By Ben Dell’Orto, Spring 2018 IAC Student Intern
Whether you’re slightly confused as to what Bitcoin is, or are kicking yourself for forgetting the password to your “Bitcoin Wallet,” cryptocurrencies are a popular subject lately. Two alleged fraudsters in Dallas, Texas thought they could capitalize on this popularity—and people’s lack of expertise on the subject—in creating an alleged scam Initial Coin Offering (ICO).
According to the SEC, Jared Rice Sr. and Stanley Ford founded AriseBank, which they claimed was a new type of “decentralized” bank, which offered investors “banking products and services using more than 700 virtual currencies” such as Bitcoin, Bitshares and Dogecoin. The pair allegedly claimed that the funds were raised through an algorithm that automatically traded in the cryptocurrencies. AriseBank also allegedly told customers that it had bought an FDIC-Insured bank which allowed it to provide “customers the ability to obtain an AriseBank-branded VISA card to spend any of the 700-plus cryptocurrencies.”

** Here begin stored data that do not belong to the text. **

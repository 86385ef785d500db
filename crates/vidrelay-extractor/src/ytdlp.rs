//! yt-dlp backend.
//!
//! Probe runs `yt-dlp --dump-json` and normalizes the JSON document; fetch
//! runs a real download with an output template carrying the caller's
//! unique stem, then recovers whichever filename the tool chose by scanning
//! for that stem. Both run under a timeout and with the child killed if the
//! future is dropped.

use std::path::Path;
use std::process::{Output, Stdio};
use std::time::Duration;

use async_trait::async_trait;
use tokio::process::Command;

use vidrelay_core::models::{FormatDescriptor, VideoMetadata};

use crate::provider::{ExtractionProvider, ExtractorError, Fetched};

const USER_AGENT: &str = "Mozilla/5.0 (Windows NT 10.0; Win64; x64) AppleWebKit/537.36 \
                          (KHTML, like Gecko) Chrome/121.0.0.0 Safari/537.36";

pub struct YtDlpProvider {
    path: String,
    timeout: Duration,
}

impl YtDlpProvider {
    pub fn new(path: String, timeout: Duration) -> Self {
        Self { path, timeout }
    }

    fn probe_args(url: &str) -> Vec<String> {
        vec![
            "--dump-json".to_string(),
            "--no-playlist".to_string(),
            "--no-warnings".to_string(),
            "--no-check-certificates".to_string(),
            "--geo-bypass".to_string(),
            "--user-agent".to_string(),
            USER_AGENT.to_string(),
            url.to_string(),
        ]
    }

    fn fetch_args(url: &str, format_id: &str, dest_dir: &Path, stem: &str) -> Vec<String> {
        let template = format!("{}/{}_%(title)s.%(ext)s", dest_dir.display(), stem);
        vec![
            "-f".to_string(),
            format_id.to_string(),
            "-o".to_string(),
            template,
            "--no-playlist".to_string(),
            "--no-warnings".to_string(),
            "--no-check-certificates".to_string(),
            "--restrict-filenames".to_string(),
            "--user-agent".to_string(),
            USER_AGENT.to_string(),
            url.to_string(),
        ]
    }

    async fn run(&self, args: Vec<String>) -> Result<Output, ExtractorError> {
        let child = Command::new(&self.path)
            .args(&args)
            .stdin(Stdio::null())
            .stdout(Stdio::piped())
            .stderr(Stdio::piped())
            .kill_on_drop(true)
            .spawn()
            .map_err(|e| {
                if e.kind() == std::io::ErrorKind::NotFound {
                    ExtractorError::ToolNotFound(self.path.clone())
                } else {
                    ExtractorError::ExtractionFailed(format!("Failed to spawn yt-dlp: {}", e))
                }
            })?;

        match tokio::time::timeout(self.timeout, child.wait_with_output()).await {
            Ok(Ok(output)) => Ok(output),
            Ok(Err(e)) => Err(ExtractorError::ExtractionFailed(format!(
                "yt-dlp did not finish: {}",
                e
            ))),
            // kill_on_drop reaps the child when the timeout fires
            Err(_) => Err(ExtractorError::Timeout(self.timeout.as_secs())),
        }
    }

    fn failure_from_stderr(stderr: &str) -> ExtractorError {
        if stderr.contains("Requested format is not available")
            || stderr.contains("requested format not available")
        {
            ExtractorError::InvalidFormat(stderr.trim().to_string())
        } else {
            ExtractorError::FetchFailed(stderr.trim().to_string())
        }
    }
}

#[async_trait]
impl ExtractionProvider for YtDlpProvider {
    fn name(&self) -> &'static str {
        "yt-dlp"
    }

    async fn probe(&self, url: &str) -> Result<VideoMetadata, ExtractorError> {
        let output = self.run(Self::probe_args(url)).await?;

        if !output.status.success() {
            let stderr = String::from_utf8_lossy(&output.stderr);
            return Err(ExtractorError::ExtractionFailed(stderr.trim().to_string()));
        }

        parse_probe_json(&output.stdout)
    }

    async fn fetch(
        &self,
        url: &str,
        format_id: &str,
        dest_dir: &Path,
        stem: &str,
    ) -> Result<Fetched, ExtractorError> {
        let output = self
            .run(Self::fetch_args(url, format_id, dest_dir, stem))
            .await?;

        if !output.status.success() {
            let stderr = String::from_utf8_lossy(&output.stderr);
            return Err(Self::failure_from_stderr(&stderr));
        }

        // yt-dlp expands the title into the final name; the stem prefix is
        // the only part we control, so recover the file through it.
        match find_by_stem(dest_dir, stem).await? {
            Some(filename) => Ok(Fetched::LocalFile { filename }),
            None => Err(ExtractorError::FileMissing(format!(
                "yt-dlp reported success but no file with stem '{}' exists",
                stem
            ))),
        }
    }
}

/// Normalize a `--dump-json` document into `VideoMetadata`.
fn parse_probe_json(stdout: &[u8]) -> Result<VideoMetadata, ExtractorError> {
    let json: serde_json::Value = serde_json::from_slice(stdout)
        .map_err(|e| ExtractorError::ParseError(format!("Invalid JSON from yt-dlp: {}", e)))?;

    let formats = json["formats"]
        .as_array()
        .map(|entries| {
            entries
                .iter()
                .filter(|f| {
                    // Storyboards and other codec-less entries are useless to select.
                    let vcodec = f["vcodec"].as_str().unwrap_or("none");
                    let acodec = f["acodec"].as_str().unwrap_or("none");
                    vcodec != "none" || acodec != "none"
                })
                .map(format_from_json)
                .collect::<Vec<_>>()
        })
        .unwrap_or_default();

    Ok(VideoMetadata {
        title: json["title"].as_str().unwrap_or("Unknown").to_string(),
        thumbnail: json["thumbnail"].as_str().unwrap_or("").to_string(),
        duration: json["duration"].as_f64().map(|d| d.max(0.0) as u64),
        platform: json["extractor"].as_str().unwrap_or("video").to_lowercase(),
        formats,
    })
}

fn format_from_json(f: &serde_json::Value) -> FormatDescriptor {
    let resolution = f["resolution"]
        .as_str()
        .map(str::to_string)
        .or_else(|| {
            match (f["width"].as_u64(), f["height"].as_u64()) {
                (Some(w), Some(h)) => Some(format!("{}x{}", w, h)),
                _ => None,
            }
        })
        .unwrap_or_else(|| "audio only".to_string());

    FormatDescriptor {
        format_id: f["format_id"].as_str().unwrap_or("").to_string(),
        resolution,
        filesize: f["filesize"].as_u64().or_else(|| f["filesize_approx"].as_u64()),
        note: f["format_note"].as_str().map(str::to_string),
    }
}

/// First regular file in `dir` whose name starts with `{stem}_`.
async fn find_by_stem(dir: &Path, stem: &str) -> Result<Option<String>, ExtractorError> {
    let prefix = format!("{}_", stem);
    let mut entries = tokio::fs::read_dir(dir)
        .await
        .map_err(|e| ExtractorError::FetchFailed(format!("Cannot scan {}: {}", dir.display(), e)))?;

    while let Some(entry) = entries
        .next_entry()
        .await
        .map_err(|e| ExtractorError::FetchFailed(format!("Cannot scan {}: {}", dir.display(), e)))?
    {
        let name = entry.file_name().to_string_lossy().into_owned();
        if name.starts_with(&prefix) && entry.file_type().await.map(|t| t.is_file()).unwrap_or(false)
        {
            return Ok(Some(name));
        }
    }

    Ok(None)
}

#[cfg(test)]
mod tests {
    use super::*;

    const PROBE_JSON: &str = r#"{
        "title": "Never Gonna Give You Up",
        "thumbnail": "https://i.ytimg.com/vi/dQw4w9WgXcQ/maxresdefault.jpg",
        "duration": 213.0,
        "extractor": "Youtube",
        "formats": [
            {"format_id": "sb0", "vcodec": "none", "acodec": "none", "format_note": "storyboard"},
            {"format_id": "140", "vcodec": "none", "acodec": "mp4a.40.2", "filesize": 3433514, "format_note": "medium"},
            {"format_id": "22", "vcodec": "avc1", "acodec": "mp4a.40.2", "width": 1280, "height": 720, "format_note": "720p"},
            {"format_id": "137", "vcodec": "avc1", "acodec": "none", "resolution": "1920x1080", "filesize_approx": 50000000}
        ]
    }"#;

    #[test]
    fn test_parse_probe_json_normalizes_metadata() {
        let metadata = parse_probe_json(PROBE_JSON.as_bytes()).unwrap();

        assert_eq!(metadata.title, "Never Gonna Give You Up");
        assert!(metadata.thumbnail.contains("ytimg.com"));
        assert_eq!(metadata.duration, Some(213));
        assert_eq!(metadata.platform, "youtube");
    }

    #[test]
    fn test_parse_probe_json_filters_codec_less_formats() {
        let metadata = parse_probe_json(PROBE_JSON.as_bytes()).unwrap();

        let ids: Vec<_> = metadata
            .formats
            .iter()
            .map(|f| f.format_id.as_str())
            .collect();
        assert_eq!(ids, ["140", "22", "137"]);

        assert_eq!(metadata.formats[0].resolution, "audio only");
        assert_eq!(metadata.formats[0].filesize, Some(3433514));
        assert_eq!(metadata.formats[1].resolution, "1280x720");
        assert_eq!(metadata.formats[2].resolution, "1920x1080");
        assert_eq!(metadata.formats[2].filesize, Some(50000000));
    }

    #[test]
    fn test_parse_probe_json_rejects_invalid_json() {
        assert!(matches!(
            parse_probe_json(b"ERROR: not json"),
            Err(ExtractorError::ParseError(_))
        ));
    }

    #[test]
    fn test_failure_from_stderr_detects_bad_format() {
        let err = YtDlpProvider::failure_from_stderr(
            "ERROR: [youtube] dQw4w9WgXcQ: Requested format is not available",
        );
        assert!(matches!(err, ExtractorError::InvalidFormat(_)));

        let err = YtDlpProvider::failure_from_stderr("ERROR: unable to download video data");
        assert!(matches!(err, ExtractorError::FetchFailed(_)));
    }

    #[test]
    fn test_fetch_args_carry_stem_template() {
        let args =
            YtDlpProvider::fetch_args("https://youtu.be/x", "22", Path::new("/tmp/dl"), "123_ab");
        let template_pos = args.iter().position(|a| a == "-o").unwrap() + 1;
        assert_eq!(args[template_pos], "/tmp/dl/123_ab_%(title)s.%(ext)s");
        assert!(args.contains(&"--restrict-filenames".to_string()));
    }

    #[tokio::test]
    async fn test_find_by_stem_picks_matching_file() {
        let dir = tempfile::tempdir().unwrap();
        tokio::fs::write(dir.path().join("123_ab_Some_Title.mp4"), b"x")
            .await
            .unwrap();
        tokio::fs::write(dir.path().join("unrelated.mp4"), b"y")
            .await
            .unwrap();

        let found = find_by_stem(dir.path(), "123_ab").await.unwrap();
        assert_eq!(found.as_deref(), Some("123_ab_Some_Title.mp4"));

        let missing = find_by_stem(dir.path(), "999_zz").await.unwrap();
        assert!(missing.is_none());
    }
}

Unfortunately for Rice and Ford, on January 25, 2018, the Securities Exchange Commission (SEC) filed a complaint against AriseBank. The court found the SEC’s complaint persuasive and froze the assets of Ford, Rice and AriseBank. The SEC seeks court orders closing the bank down and barring the founders from serving as officers of a public company, along with requiring those involved to give up any “ill-gotten gains plus interest.” AriseBank’s official Twitter has been mostly silent since the day of the filing, save for a press release claiming that the bank didn’t need to be FDIC-insured.

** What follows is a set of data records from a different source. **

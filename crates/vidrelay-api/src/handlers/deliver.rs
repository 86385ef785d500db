use std::path::PathBuf;
use std::pin::Pin;
use std::sync::Arc;
use std::task::{Context, Poll};

use axum::{
    body::Body,
    extract::{Path as AxumPath, State},
    http::{header, StatusCode},
    response::Response,
};
use bytes::Bytes;
use futures::Stream;

use vidrelay_core::AppError;
use vidrelay_storage::{DownloadStore, StorageError};

use crate::error::{ErrorResponse, HttpAppError};
use crate::state::AppState;

/// Byte stream that deletes the underlying file when it is dropped.
///
/// Drop runs on both completion and client disconnect, which is exactly the
/// delivery contract: once a transfer has started, the file must not
/// linger. A file already removed (e.g. by the sweeper) is not an error.
struct DeliverStream {
    inner: Pin<Box<dyn Stream<Item = Result<Bytes, StorageError>> + Send>>,
    filepath: PathBuf,
    filename: String,
}

impl Stream for DeliverStream {
    type Item = Result<Bytes, StorageError>;

    fn poll_next(self: Pin<&mut Self>, cx: &mut Context<'_>) -> Poll<Option<Self::Item>> {
        self.get_mut().inner.as_mut().poll_next(cx)
    }
}

impl Drop for DeliverStream {
    fn drop(&mut self) {
        match std::fs::remove_file(&self.filepath) {
            Ok(()) => {
                tracing::info!(filename = %self.filename, "Removed file after delivery");
            }
            Err(e) if e.kind() == std::io::ErrorKind::NotFound => {}
            Err(e) => {
                tracing::warn!(error = %e, filename = %self.filename, "Failed to remove delivered file");
            }
        }
    }
}

/// Best-effort content type from the filename extension.
fn content_type_for(filename: &str) -> &'static str {
    let ext = filename.rsplit_once('.').map(|(_, ext)| ext).unwrap_or("");
    match ext.to_ascii_lowercase().as_str() {
        "mp4" | "m4v" => "video/mp4",
        "webm" => "video/webm",
        "mkv" => "video/x-matroska",
        "mp3" => "audio/mpeg",
        "m4a" => "audio/mp4",
        "opus" | "ogg" => "audio/ogg",
        _ => "application/octet-stream",
    }
}

#[utoipa::path(
    get,
    path = "/api/download/file/{filename}",
    tag = "videos",
    params(
        ("filename" = String, Path, description = "Filename returned by the download endpoint")
    ),
    responses(
        (status = 200, description = "File contents as an attachment", content_type = "application/octet-stream"),
        (status = 403, description = "Filename rejected", body = ErrorResponse),
        (status = 404, description = "File missing or already delivered", body = ErrorResponse)
    )
)]
pub async fn deliver_file(
    State(state): State<Arc<AppState>>,
    AxumPath(filename): AxumPath<String>,
) -> Result<Response, HttpAppError> {
    // Strip directory components before the name touches the filesystem.
    let safe_name = DownloadStore::sanitize(&filename).map_err(HttpAppError::from)?;
    let filepath = state.store.resolve(&safe_name).map_err(HttpAppError::from)?;

    let stream = state
        .store
        .read_stream(&safe_name)
        .await
        .map_err(HttpAppError::from)?;

    tracing::info!(filename = %safe_name, "Delivering file");

    let guarded = DeliverStream {
        inner: stream,
        filepath,
        filename: safe_name.clone(),
    };
    let body_stream = futures::StreamExt::map(guarded, |result| {
        result.map_err(|e| std::io::Error::other(format!("Storage stream error: {}", e)))
    });

    Response::builder()
        .status(StatusCode::OK)
        .header(header::CONTENT_TYPE, content_type_for(&safe_name))
        .header(
            header::CONTENT_DISPOSITION,
            format!("attachment; filename=\"{}\"", safe_name),
        )
        .body(Body::from_stream(body_stream))
        .map_err(|e| {
            tracing::error!(error = %e, "Failed to build delivery response");
            HttpAppError(AppError::Internal(e.to_string()))
        })
}
//! Application assembly: storage, state, and routes.

pub mod routes;
pub mod server;

use std::sync::Arc;

use axum::Router;

use vidrelay_core::Config;
use vidrelay_extractor::ExtractionProvider;
use vidrelay_storage::DownloadStore;

use crate::state::AppState;

/// Build the application state and router.
///
/// The extraction provider is injected so tests can substitute a fake.
pub async fn initialize_app(
    config: Config,
    provider: Arc<dyn ExtractionProvider>,
) -> Result<(Arc<AppState>, Router), anyhow::Error> {
    let store = Arc::new(DownloadStore::new(&config.download_dir).await?);
    tracing::info!(download_dir = %store.root().display(), "Storage root ready");

    let state = Arc::new(AppState::new(config.clone(), store, provider));
    let router = routes::setup_routes(&config, state.clone())?;

    Ok((state, router))
}
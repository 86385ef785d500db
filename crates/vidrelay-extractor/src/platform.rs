//! Host-based platform recognition.
//!
//! Matching is deliberately shallow: parse the URL, look at the host, and
//! require some path beyond the bare domain. Whether the link actually
//! resolves to a video is the extraction backend's problem.

use std::fmt::{Display, Formatter, Result as FmtResult};

use url::Url;

/// Supported video platforms.
#[derive(Debug, Clone, Copy, PartialEq, Eq)]
pub enum Platform {
    Youtube,
    Tiktok,
    Instagram,
    Facebook,
    Twitter,
    Vimeo,
}

impl Platform {
    pub fn as_str(&self) -> &'static str {
        match self {
            Platform::Youtube => "youtube",
            Platform::Tiktok => "tiktok",
            Platform::Instagram => "instagram",
            Platform::Facebook => "facebook",
            Platform::Twitter => "twitter",
            Platform::Vimeo => "vimeo",
        }
    }

    fn domains(&self) -> &'static [&'static str] {
        match self {
            Platform::Youtube => &["youtube.com", "youtu.be"],
            Platform::Tiktok => &["tiktok.com"],
            Platform::Instagram => &["instagram.com"],
            Platform::Facebook => &["facebook.com", "fb.watch"],
            Platform::Twitter => &["twitter.com", "x.com"],
            Platform::Vimeo => &["vimeo.com"],
        }
    }

    const ALL: [Platform; 6] = [
        Platform::Youtube,
        Platform::Tiktok,
        Platform::Instagram,
        Platform::Facebook,
        Platform::Twitter,
        Platform::Vimeo,
    ];

    /// Match a URL against the supported platforms.
    ///
    /// A scheme-less `www.youtube.com/watch?v=x` is accepted; a bare domain
    /// with no path is not a video link and does not match.
    pub fn match_url(raw: &str) -> Option<Platform> {
        let parsed = parse_lenient(raw)?;
        let host = parsed.host_str()?.to_lowercase();
        let host = host.strip_prefix("www.").unwrap_or(&host);

        if parsed.path().trim_matches('/').is_empty() && parsed.query().is_none() {
            return None;
        }

        Platform::ALL.into_iter().find(|platform| {
            platform
                .domains()
                .iter()
                .any(|domain| host == *domain || host.ends_with(&format!(".{}", domain)))
        })
    }
}

impl Display for Platform {
    fn fmt(&self, f: &mut Formatter<'_>) -> FmtResult {
        write!(f, "{}", self.as_str())
    }
}

/// Parse a URL, tolerating a missing scheme.
fn parse_lenient(raw: &str) -> Option<Url> {
    let trimmed = raw.trim();
    if trimmed.is_empty() || trimmed.contains(char::is_whitespace) {
        return None;
    }

    match Url::parse(trimmed) {
        Ok(url) if url.scheme() == "http" || url.scheme() == "https" => Some(url),
        Ok(_) => None,
        Err(url::ParseError::RelativeUrlWithoutBase) => {
            Url::parse(&format!("https://{}", trimmed)).ok()
        }
        Err(_) => None,
    }
}

#[cfg(test)]
mod tests {
    use super::*;

    #[test]
    fn test_match_url_supported_platforms() {
        assert_eq!(
            Platform::match_url("https://www.youtube.com/watch?v=dQw4w9WgXcQ"),
            Some(Platform::Youtube)
        );
        assert_eq!(
            Platform::match_url("https://youtu.be/dQw4w9WgXcQ"),
            Some(Platform::Youtube)
        );
        assert_eq!(
            Platform::match_url("https://www.tiktok.com/@user/video/123"),
            Some(Platform::Tiktok)
        );
        assert_eq!(
            Platform::match_url("https://www.instagram.com/reel/abc/"),
            Some(Platform::Instagram)
        );
        assert_eq!(
            Platform::match_url("https://fb.watch/abcdef/"),
            Some(Platform::Facebook)
        );
        assert_eq!(
            Platform::match_url("https://x.com/user/status/123"),
            Some(Platform::Twitter)
        );
        assert_eq!(
            Platform::match_url("https://vimeo.com/123456"),
            Some(Platform::Vimeo)
        );
    }

    #[test]
    fn test_match_url_accepts_missing_scheme() {
        assert_eq!(
            Platform::match_url("www.youtube.com/watch?v=dQw4w9WgXcQ"),
            Some(Platform::Youtube)
        );
    }

    #[test]
    fn test_match_url_rejects_garbage() {
        assert_eq!(Platform::match_url("not-a-url"), None);
        assert_eq!(Platform::match_url(""), None);
        assert_eq!(Platform::match_url("ftp://youtube.com/watch?v=x"), None);
        assert_eq!(Platform::match_url("https://example.com/video"), None);
    }

    #[test]
    fn test_match_url_rejects_bare_domains() {
        assert_eq!(Platform::match_url("https://www.youtube.com"), None);
        assert_eq!(Platform::match_url("https://tiktok.com/"), None);
    }

    #[test]
    fn test_match_url_rejects_lookalike_hosts() {
        assert_eq!(Platform::match_url("https://notyoutube.com/watch?v=x"), None);
        assert_eq!(
            Platform::match_url("https://youtube.com.evil.example/watch?v=x"),
            None
        );
    }
}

We’ve talked about being careful with ICOs before, and they have been the subject of a FINRA alert last fall. And, we’ve advised about being extra careful when dealing with items that spark customer interest by relating a scam to recent news. Like my piece on boiler room scams, while it might be exciting to play in headline-making investments, they can also make attractive targets for scammers.